Cys₂/His₂ Zinc-Finger Proteins in Transcriptional Regulation of Flower Development

Abstract

Flower development is the core of higher-plant ontogenesis and is controlled by complex gene regulatory networks. Cys₂/His₂ zinc-finger proteins (C2H2-ZFPs) constitute one of the largest transcription factor families and are highly involved in transcriptional regulation of flowering induction, floral organ morphogenesis, and pollen and pistil maturation. Nevertheless, the molecular mechanism of C2H2-ZFPs has been gradually revealed only in recent years. During flowering induction, C2H2-ZFPs can modify the chromatin of FLOWERING LOCUS C, thereby providing additional insights into the quantification of transcriptional regulation caused by chromatin regulation. C2H2-ZFPs are involved in cell division and proliferation in floral organ development and are associated with hormonal regulation, thereby revealing how a flower is partitioned into four developmentally distinct whorls. The studies reviewed in this work integrate the information from the endogenous, hormonal, and environmental regulation of flower development. The structure of C2H2-ZFPs determines their function as transcriptional regulators. The findings indicate that C2H2-ZFPs play a crucial role in flower development. In this review, we summarize the current understanding of the structure, expression, and function of C2H2-ZFPs and discuss their molecular mechanism in flower development.

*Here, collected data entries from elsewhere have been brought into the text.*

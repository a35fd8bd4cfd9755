//! Contact lists built from the user directory and direct-message history.

use rusqlite::params;

use tradepost_shared::{UserRef, UserSummary};

use crate::database::{parse_timestamp, Database};
use crate::error::Result;
use crate::models::{ContactOption, DmContact};
use crate::users::{read_summary, row_to_profile, PROFILE_COLUMNS};

impl Database {
    /// Users other than `caller` whose first name, last name or email
    /// contains `term`, ignoring ASCII case. An empty term matches everyone.
    pub fn search_contacts(&self, caller: UserRef, term: &str) -> Result<Vec<UserSummary>> {
        let pattern = format!("%{}%", escape_like(term));

        let mut stmt = self.conn().prepare(&format!(
            "SELECT {PROFILE_COLUMNS}
             FROM users
             WHERE NOT (kind = ?1 AND id = ?2)
               AND (first_name LIKE ?3 ESCAPE '\\'
                    OR last_name LIKE ?3 ESCAPE '\\'
                    OR email LIKE ?3 ESCAPE '\\')
             ORDER BY first_name, last_name, email"
        ))?;

        let rows = stmt.query_map(
            params![caller.kind.as_str(), caller.id.to_string(), pattern],
            row_to_profile,
        )?;

        let mut contacts = Vec::new();
        for row in rows {
            contacts.push(row?.summary());
        }
        Ok(contacts)
    }

    /// Everyone `user` has exchanged direct messages with, most recent
    /// exchange first.
    pub fn dm_contacts(&self, user: UserRef) -> Result<Vec<DmContact>> {
        let mut stmt = self.conn().prepare(
            "WITH counterparts AS (
                 SELECT CASE WHEN sender_kind = ?1 AND sender_id = ?2
                             THEN recipient_kind ELSE sender_kind END AS kind,
                        CASE WHEN sender_kind = ?1 AND sender_id = ?2
                             THEN recipient_id ELSE sender_id END AS id,
                        timestamp
                 FROM messages
                 WHERE recipient_id IS NOT NULL
                   AND ((sender_kind = ?1 AND sender_id = ?2)
                        OR (recipient_kind = ?1 AND recipient_id = ?2))
             )
             SELECT u.kind, u.id, u.email, u.first_name, u.last_name, u.company_name,
                    MAX(c.timestamp) AS last_message_time
             FROM counterparts c
             JOIN users u ON u.kind = c.kind AND u.id = c.id
             GROUP BY u.kind, u.id
             ORDER BY last_message_time DESC",
        )?;

        let rows = stmt.query_map(params![user.kind.as_str(), user.id.to_string()], |row| {
            let summary = read_summary(row, 0)?.ok_or_else(|| {
                rusqlite::Error::InvalidColumnType(0, "kind".into(), rusqlite::types::Type::Null)
            })?;
            let last: String = row.get(6)?;
            Ok(DmContact {
                user: summary,
                last_message_time: parse_timestamp(6, &last)?,
            })
        })?;

        let mut contacts = Vec::new();
        for row in rows {
            contacts.push(row?);
        }
        Ok(contacts)
    }

    /// Every user except `caller`, labelled for a picker.
    pub fn all_contacts(&self, caller: UserRef) -> Result<Vec<ContactOption>> {
        let mut stmt = self.conn().prepare(&format!(
            "SELECT {PROFILE_COLUMNS}
             FROM users
             WHERE NOT (kind = ?1 AND id = ?2)
             ORDER BY first_name, last_name, email"
        ))?;

        let rows = stmt.query_map(
            params![caller.kind.as_str(), caller.id.to_string()],
            row_to_profile,
        )?;

        let mut contacts = Vec::new();
        for row in rows {
            let profile = row?;
            let label = if profile.first_name.is_empty() {
                profile.email.clone()
            } else {
                format!("{} {}", profile.first_name, profile.last_name)
            };
            contacts.push(ContactOption {
                label,
                value: profile.user_ref(),
            });
        }
        Ok(contacts)
    }
}

/// Escape `LIKE` wildcards so the term is matched literally.
fn escape_like(term: &str) -> String {
    let mut out = String::with_capacity(term.len());
    for c in term.chars() {
        if matches!(c, '%' | '_' | '\\') {
            out.push('\\');
        }
        out.push(c);
    }
    out
}
use thiserror::Error;

#[derive(Error, Debug)]
pub enum ProtocolError {
    #[error("Malformed event: {0}")]
    Malformed(#[from] serde_json::Error),

    #[error("Unknown user kind: {0}")]
    UnknownUserKind(String),

    #[error("Unknown message type: {0}")]
    UnknownMessageType(String),

    #[error("Invalid user reference: {0}")]
    InvalidUserRef(String),

    #[error("{0}")]
    MissingField(&'static str),
}
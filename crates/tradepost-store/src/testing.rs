//! Fixtures shared by the store's unit tests.

use chrono::Utc;
use uuid::Uuid;

use tradepost_shared::{UserKind, UserRef};

use crate::database::Database;
use crate::models::UserProfile;

pub(crate) fn profile(kind: UserKind, first_name: &str) -> UserProfile {
    UserProfile {
        kind,
        id: Uuid::new_v4(),
        email: format!("{}@example.com", first_name.to_lowercase()),
        first_name: first_name.to_string(),
        last_name: "Tester".to_string(),
        company_name: format!("{first_name} Trading"),
        created_at: Utc::now(),
    }
}

pub(crate) fn seed_user(db: &Database, kind: UserKind, first_name: &str) -> UserRef {
    let p = profile(kind, first_name);
    db.upsert_user(&p).expect("seed user");
    p.user_ref()
}
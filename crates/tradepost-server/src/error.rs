use axum::http::StatusCode;
use axum::response::{IntoResponse, Response};
use thiserror::Error;

use tradepost_shared::ProtocolError;
use tradepost_store::StoreError;

#[derive(Debug, Error)]
pub enum ServerError {
    #[error("Invalid request: {0}")]
    BadRequest(String),

    #[error("Unauthorized: {0}")]
    Unauthorized(String),

    #[error("Forbidden: {0}")]
    Forbidden(String),

    #[error("Not found: {0}")]
    NotFound(String),

    #[error("Upload too large: {size} bytes (max {max})")]
    PayloadTooLarge { size: usize, max: usize },

    #[error("Rate limit exceeded")]
    RateLimited,

    #[error("Storage error: {0}")]
    Storage(String),

    #[error("Internal error: {0}")]
    Internal(String),
}

impl ServerError {
    pub fn status(&self) -> StatusCode {
        match self {
            ServerError::BadRequest(_) => StatusCode::BAD_REQUEST,
            ServerError::Unauthorized(_) => StatusCode::UNAUTHORIZED,
            ServerError::Forbidden(_) => StatusCode::FORBIDDEN,
            ServerError::NotFound(_) => StatusCode::NOT_FOUND,
            ServerError::PayloadTooLarge { .. } => StatusCode::PAYLOAD_TOO_LARGE,
            ServerError::RateLimited => StatusCode::TOO_MANY_REQUESTS,
            ServerError::Storage(_) | ServerError::Internal(_) => {
                StatusCode::INTERNAL_SERVER_ERROR
            }
        }
    }

    /// The text shown to clients. Storage and internal details stay in the
    /// server log.
    pub fn public_message(&self) -> String {
        match self {
            ServerError::Storage(_) => "Storage error".to_string(),
            ServerError::Internal(_) => "Internal server error".to_string(),
            _ => self.to_string(),
        }
    }
}

impl From<StoreError> for ServerError {
    fn from(e: StoreError) -> Self {
        match e {
            StoreError::Validation(msg) => ServerError::BadRequest(msg),
            StoreError::NotFound(what) => ServerError::NotFound(what),
            other => ServerError::Storage(other.to_string()),
        }
    }
}

impl From<ProtocolError> for ServerError {
    fn from(e: ProtocolError) -> Self {
        ServerError::BadRequest(e.to_string())
    }
}

impl IntoResponse for ServerError {
    fn into_response(self) -> Response {
        if self.status().is_server_error() {
            tracing::error!(error = %self, "Request failed");
        }

        let body = serde_json::json!({
            "error": self.public_message(),
        });

        (self.status(), axum::Json(body)).into_response()
    }
}
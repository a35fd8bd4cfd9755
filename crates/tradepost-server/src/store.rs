//! Async access to the SQLite [`Database`].
//!
//! The connection lives behind a `std::sync::Mutex`; every call runs on the
//! blocking pool so request and socket tasks never block the runtime.

use std::sync::{Arc, Mutex};

use tradepost_store::{Database, StoreError};

use crate::error::ServerError;

#[derive(Clone)]
pub struct Store {
    db: Arc<Mutex<Database>>,
}

impl Store {
    pub fn new(db: Database) -> Self {
        Self {
            db: Arc::new(Mutex::new(db)),
        }
    }

    /// Run `f` against the database on the blocking pool.
    pub async fn call<T, F>(&self, f: F) -> Result<T, ServerError>
    where
        F: FnOnce(&Database) -> Result<T, StoreError> + Send + 'static,
        T: Send + 'static,
    {
        let db = self.db.clone();
        tokio::task::spawn_blocking(move || {
            let db = db
                .lock()
                .map_err(|_| ServerError::Internal("Lock poisoned".into()))?;
            f(&db).map_err(ServerError::from)
        })
        .await
        .map_err(|e| ServerError::Internal(format!("Storage task failed: {e}")))?
    }
}
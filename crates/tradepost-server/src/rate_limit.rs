use std::collections::HashMap;
use std::hash::Hash;
use std::net::IpAddr;
use std::sync::Arc;
use std::time::Instant;

use axum::{
    extract::ConnectInfo,
    http::{Request, StatusCode},
    middleware::Next,
    response::Response,
};
use tokio::sync::Mutex;
use tracing::warn;

#[derive(Debug, Clone)]
struct TokenBucket {
    tokens: f64,
    last_refill: Instant,
}

impl TokenBucket {
    fn new(capacity: f64) -> Self {
        Self {
            tokens: capacity,
            last_refill: Instant::now(),
        }
    }

    fn try_consume(&mut self, rate: f64, capacity: f64) -> bool {
        let now = Instant::now();
        let elapsed = now.duration_since(self.last_refill).as_secs_f64();
        self.last_refill = now;

        self.tokens = (self.tokens + elapsed * rate).min(capacity);

        if self.tokens >= 1.0 {
            self.tokens -= 1.0;
            true
        } else {
            false
        }
    }
}

/// Token buckets keyed by client IP (HTTP) or by user (real-time events).
#[derive(Clone)]
pub struct RateLimiter<K = IpAddr> {
    buckets: Arc<Mutex<HashMap<K, TokenBucket>>>,
    rate: f64,
    capacity: f64,
}

impl<K: Eq + Hash> RateLimiter<K> {
    pub fn new(rate: f64, capacity: f64) -> Self {
        Self {
            buckets: Arc::new(Mutex::new(HashMap::new())),
            rate,
            capacity,
        }
    }

    pub async fn check(&self, key: K) -> bool {
        let mut buckets = self.buckets.lock().await;
        let bucket = buckets
            .entry(key)
            .or_insert_with(|| TokenBucket::new(self.capacity));
        bucket.try_consume(self.rate, self.capacity)
    }

    pub async fn purge_stale(&self, max_idle_secs: f64) {
        let mut buckets = self.buckets.lock().await;
        let now = Instant::now();
        buckets.retain(|_, bucket| {
            now.duration_since(bucket.last_refill).as_secs_f64() < max_idle_secs
        });
    }
}

impl Default for RateLimiter<IpAddr> {
    fn default() -> Self {
        Self::new(10.0, 30.0)
    }
}

pub async fn rate_limit_middleware(
    axum::extract::State(limiter): axum::extract::State<RateLimiter<IpAddr>>,
    req: Request<axum::body::Body>,
    next: Next,
) -> Result<Response, StatusCode> {
    let ip = extract_client_ip(&req);

    if let Some(ip) = ip {
        if !limiter.check(ip).await {
            warn!(ip = %ip, "Rate limit exceeded");
            return Err(StatusCode::TOO_MANY_REQUESTS);
        }
    }

    Ok(next.run(req).await)
}

/// Try ConnectInfo first, then X-Forwarded-For, then X-Real-IP.
fn extract_client_ip<B>(req: &Request<B>) -> Option<IpAddr> {
    if let Some(connect_info) = req.extensions().get::<ConnectInfo<std::net::SocketAddr>>() {
        return Some(connect_info.0.ip());
    }

    if let Some(forwarded) = req.headers().get("x-forwarded-for") {
        if let Ok(value) = forwarded.to_str() {
            if let Some(first) = value.split(',').next() {
                if let Ok(ip) = first.trim().parse::<IpAddr>() {
                    return Some(ip);
                }
            }
        }
    }

    if let Some(real_ip) = req.headers().get("x-real-ip") {
        if let Ok(value) = real_ip.to_str() {
            if let Ok(ip) = value.trim().parse::<IpAddr>() {
                return Some(ip);
            }
        }
    }

    None
}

Keywords: Cys2/His2 zinc-finger protein; floral organ morphogenesis; flowering induction; molecular mechanism; transcriptional regulation.

Figure 1

Histone modification of FLC locus. FRI can recruit other DNA-binding proteins and form complexes with one another. The complexes can combine with the cis-element of the FLC promoter, transforming FLC into a transcriptional activation state. At this time, FLC can present an active state marked by H3K36me3, H3K4me3, and histone acetylation. Vernalization can mask the regulation of FRI on FLC. FLC can present a silent state marked by H3K27me3.

Figure 2

Regulatory network of C2H2-ZFPs in flowering induction. As demethylases or methyltransferases, C2H2-ZFPs are involved in histone modification of the FLC locus and flowering induction. C2H2-ZFPs can participate in vernalization, FRI regulation, and autonomous regulation pathways of FLC. They can also repress FT expression in the photoperiod pathway. ELF6 can perform the function of H3K27me3 demethylase and interact with BZR1. Then, the protein complex can activate FLC expression and inhibit flowering transition. SUF4 is required in the positive regulation of FLC by FRI. Both MAD1 and MOS1 can interact with SUF4. Therefore, SUF4 links the cell cycle and flowering induction. CZS interacts with SWP1. Subsequently, the protein complex participates in histone deacetylation and H3K9/H3K27 methylation. LATE may repress FT expression in the photoperiod regulation pathway.

Figure 3

Regulatory network of C2H2-ZFPs in floral organ development. In the ABCE model of flower development, A class genes specify sepals in whorl 1; A and B class genes specify petals in whorl 2; B and C class genes specify stamens in whorl 3; C class genes define carpels in whorl 4. E class genes are active in all four whorls. SUP and KNU directly or indirectly repress WUS and terminate the FM activity. SUP can repress the expression of B function genes, AP3 and PI. SUP can repress YUC1/2 and participate in floral organ development by affecting auxin signaling, whereas SUP may regulate CK signaling. KNU is directly activated by the C class gene AG. AG may repress JAG, whereas JAG further inhibits PTL, HAN, KRP2, and KRP4. Thus, JAG is a direct regulator of the cell cycle during floral organ tissue growth. RBE is involved in the MIR164–CUC regulation pathway. UFO acts on the upstream of RBE. RBE can also repress TCP4 and TCP5.